At the invitation of founders Valentino Giacomin and Luigina Di Biasi, I visited The Alice Project School in Sarnath, India for one week in March, 2013 in order to observe their teaching methods and receive training that can be transferred to our classroom here at Chokyi Gyatso Institute in Dewathang. The Alice Project is near the beautiful Buddhist ruin where Buddha first taught. Graced with an environment of green trees and plants, the school provides not only a home for many animals and birds, also a place for young children to discover their inner true self. The following is a brief reflection of my visit. 
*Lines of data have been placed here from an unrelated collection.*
// src/error.rs
use actix_web::{http::StatusCode, HttpResponse, ResponseError};
use serde::Serialize;
use std::fmt;

#[derive(Debug)]
pub enum ApiError {
    BadRequest(String),
    ValidationError(String),
    NotFound(String),
    Conflict(String),
    Unauthorized(String),
    Forbidden(String),
    InternalServerError(String),
    DatabaseError(sqlx::Error),
}

pub type ApiResult<T> = Result<T, ApiError>;

#[derive(Serialize)]
struct ErrorResponse {
    success: bool,
    error: &'static str,
    message: String,
}

impl ApiError {
    pub fn bad_request(msg: &str) -> Self {
        ApiError::BadRequest(msg.to_string())
    }

    pub fn not_found(entity: &str) -> Self {
        ApiError::NotFound(format!("{} not found", entity))
    }

    pub fn conflict(msg: &str) -> Self {
        ApiError::Conflict(msg.to_string())
    }

    pub fn forbidden(msg: &str) -> Self {
        ApiError::Forbidden(msg.to_string())
    }

    pub fn no_lab_assigned() -> Self {
        ApiError::NotFound("No lab assigned to this staff member".to_string())
    }

    pub fn invalid_id(field: &str) -> Self {
        ApiError::BadRequest(format!("Invalid {} format", field))
    }

    /// Replaces the generic uniqueness message with a domain-specific one.
    pub fn with_conflict_message(self, msg: &str) -> Self {
        match self {
            ApiError::Conflict(_) => ApiError::Conflict(msg.to_string()),
            other => other,
        }
    }

    /// Stable machine-checkable category carried in every error body.
    pub fn category(&self) -> &'static str {
        match self {
            ApiError::BadRequest(_) | ApiError::ValidationError(_) => "invalid_input",
            ApiError::NotFound(_) => "not_found",
            ApiError::Conflict(_) => "conflict",
            ApiError::Unauthorized(_) => "unauthorized",
            ApiError::Forbidden(_) => "forbidden",
            ApiError::InternalServerError(_) | ApiError::DatabaseError(_) => "store_failure",
        }
    }

    fn public_message(&self) -> String {
        match self {
            ApiError::BadRequest(msg)
            | ApiError::ValidationError(msg)
            | ApiError::NotFound(msg)
            | ApiError::Conflict(msg)
            | ApiError::Unauthorized(msg)
            | ApiError::Forbidden(msg) => msg.clone(),
            ApiError::InternalServerError(_) | ApiError::DatabaseError(_) => {
                "Internal server error".to_string()
            }
        }
    }
}

impl fmt::Display for ApiError {
    fn fmt(&self, f: &mut fmt::Formatter) -> fmt::Result {
        match self {
            ApiError::BadRequest(msg) => write!(f, "Bad Request: {}", msg),
            ApiError::ValidationError(msg) => write!(f, "Validation Error: {}", msg),
            ApiError::NotFound(msg) => write!(f, "Not Found: {}", msg),
            ApiError::Conflict(msg) => write!(f, "Conflict: {}", msg),
            ApiError::Unauthorized(msg) => write!(f, "Unauthorized: {}", msg),
            ApiError::Forbidden(msg) => write!(f, "Forbidden: {}", msg),
            ApiError::InternalServerError(msg) => write!(f, "Internal Server Error: {}", msg),
            ApiError::DatabaseError(err) => write!(f, "Database Error: {}", err),
        }
    }
}

impl ResponseError for ApiError {
    fn status_code(&self) -> StatusCode {
        match self {
            ApiError::BadRequest(_) | ApiError::ValidationError(_) => StatusCode::BAD_REQUEST,
            ApiError::NotFound(_) => StatusCode::NOT_FOUND,
            ApiError::Conflict(_) => StatusCode::CONFLICT,
            ApiError::Unauthorized(_) => StatusCode::UNAUTHORIZED,
            ApiError::Forbidden(_) => StatusCode::FORBIDDEN,
            ApiError::InternalServerError(_) | ApiError::DatabaseError(_) => {
                StatusCode::INTERNAL_SERVER_ERROR
            }
        }
    }

    fn error_response(&self) -> HttpResponse {
        if self.status_code().is_server_error() {
            log::error!("{}", self);
        }

        HttpResponse::build(self.status_code()).json(ErrorResponse {
            success: false,
            error: self.category(),
            message: self.public_message(),
        })
    }
}

impl From<sqlx::Error> for ApiError {
    fn from(err: sqlx::Error) -> Self {
        if let sqlx::Error::Database(ref db_err) = err {
            if db_err.is_unique_violation() {
                return ApiError::Conflict("Resource already exists".to_string());
            }
        }
        ApiError::DatabaseError(err)
    }
}

impl From<validator::ValidationErrors> for ApiError {
    fn from(err: validator::ValidationErrors) -> Self {
        ApiError::ValidationError(err.to_string())
    }
}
"Ciao Aunty!" children in a corridor call out to Luigina. Ciao is Italian, for good morning/evening. Ciao! she replies immediately. She is like a mother, gently holding the hands of students, tugging their uniforms, hugging and kissing. She spends a couple of minutes talking with each student despite her busy schedule. She has an inspiring quality as a teacher, while she interacts with the children. Personally I feel, that teachers should have these values as a part and parcel of their intimacy. Her love and kindness to all the children with no discrimination has gained the children's love equally in turn and they have in fact strong familial relationships rather than mere teacher/students relationships. During own my schooling, teachers were teachers and students were students. There was a big gap between us, which created fear, confusion, hostility and lot more. Teachers were viewed as fearsome. I vividly remember jumping off a wall to escape their view. I learned some very important skills from Luigina about how to establish good relationships with children. Yet, I admit there is always a room to grow and learn more.
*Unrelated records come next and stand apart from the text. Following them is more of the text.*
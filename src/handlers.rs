// src/handlers.rs
use serde::Serialize;
use crate::error::{ApiError, ApiResult};

// ==================== COMMON STRUCTURES ====================

#[derive(Debug, Serialize)]
pub struct ApiResponse<T> {
    pub success: bool,
    pub data: Option<T>,
    pub message: Option<String>,
}

impl<T> ApiResponse<T> {
    pub fn success(data: T) -> Self {
        Self {
            success: true,
            data: Some(data),
            message: None,
        }
    }

    pub fn success_with_message(data: T, message: String) -> Self {
        Self {
            success: true,
            data: Some(data),
            message: Some(message),
        }
    }
}

impl ApiResponse<()> {
    /// Success without a payload, e.g. after a delete
    pub fn message(message: impl Into<String>) -> Self {
        Self {
            success: true,
            data: None,
            message: Some(message.into()),
        }
    }
}

/// Parses a numeric path segment; anything else is a 400
pub fn parse_id(raw: &str, field: &str) -> ApiResult<i64> {
    match raw.trim().parse::<i64>() {
        Ok(id) if id > 0 => Ok(id),
        _ => Err(ApiError::invalid_id(field)),
    }
}

#[cfg(test)]
mod tests {
    use super::*;

    #[test]
    fn test_parse_id() {
        assert_eq!(parse_id("42", "lab id").unwrap(), 42);
        assert!(matches!(parse_id("abc", "lab id"), Err(ApiError::BadRequest(_))));
        assert!(matches!(parse_id("0", "lab id"), Err(ApiError::BadRequest(_))));
        assert!(matches!(parse_id("-3", "lab id"), Err(ApiError::BadRequest(_))));
    }

    #[test]
    fn test_envelope_shape() {
        let json = serde_json::to_value(ApiResponse::message("Lab deleted")).unwrap();
        assert_eq!(json["success"], true);
        assert!(json["data"].is_null());
        assert_eq!(json["message"], "Lab deleted");
    }
}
The Alice Project is a non-governmental organization that was formally authorized by the Indian government in 1994. Its purpose is to develop an integrated education through experiences and research. Luigina and Valention founded these schools one in Sarnath and another in Bodhgaya. Today these schools offer education to more the one thousand students. Recently another school had been opened for Chakma children in Arunachal Pradesh.

The Alice Project methodology is based on the concept of unity. There are no divisions by different nationalities, traditions, religions in an ideal multicultural and pluralistic society. Lack of unity is not only a social concern but it is also a personal concern in relation to ourselves. It's here that research for psychological unity starts, a unity that goes beyond division created by confusing mind.  
They schools are following the Indian state government syllabus for the traditional disciplines, which are taught according to western methodologies, plus an additional curriculum of their special educational programme- Yoga, concentration, art, mythology, comparative religion, moral science and ecology.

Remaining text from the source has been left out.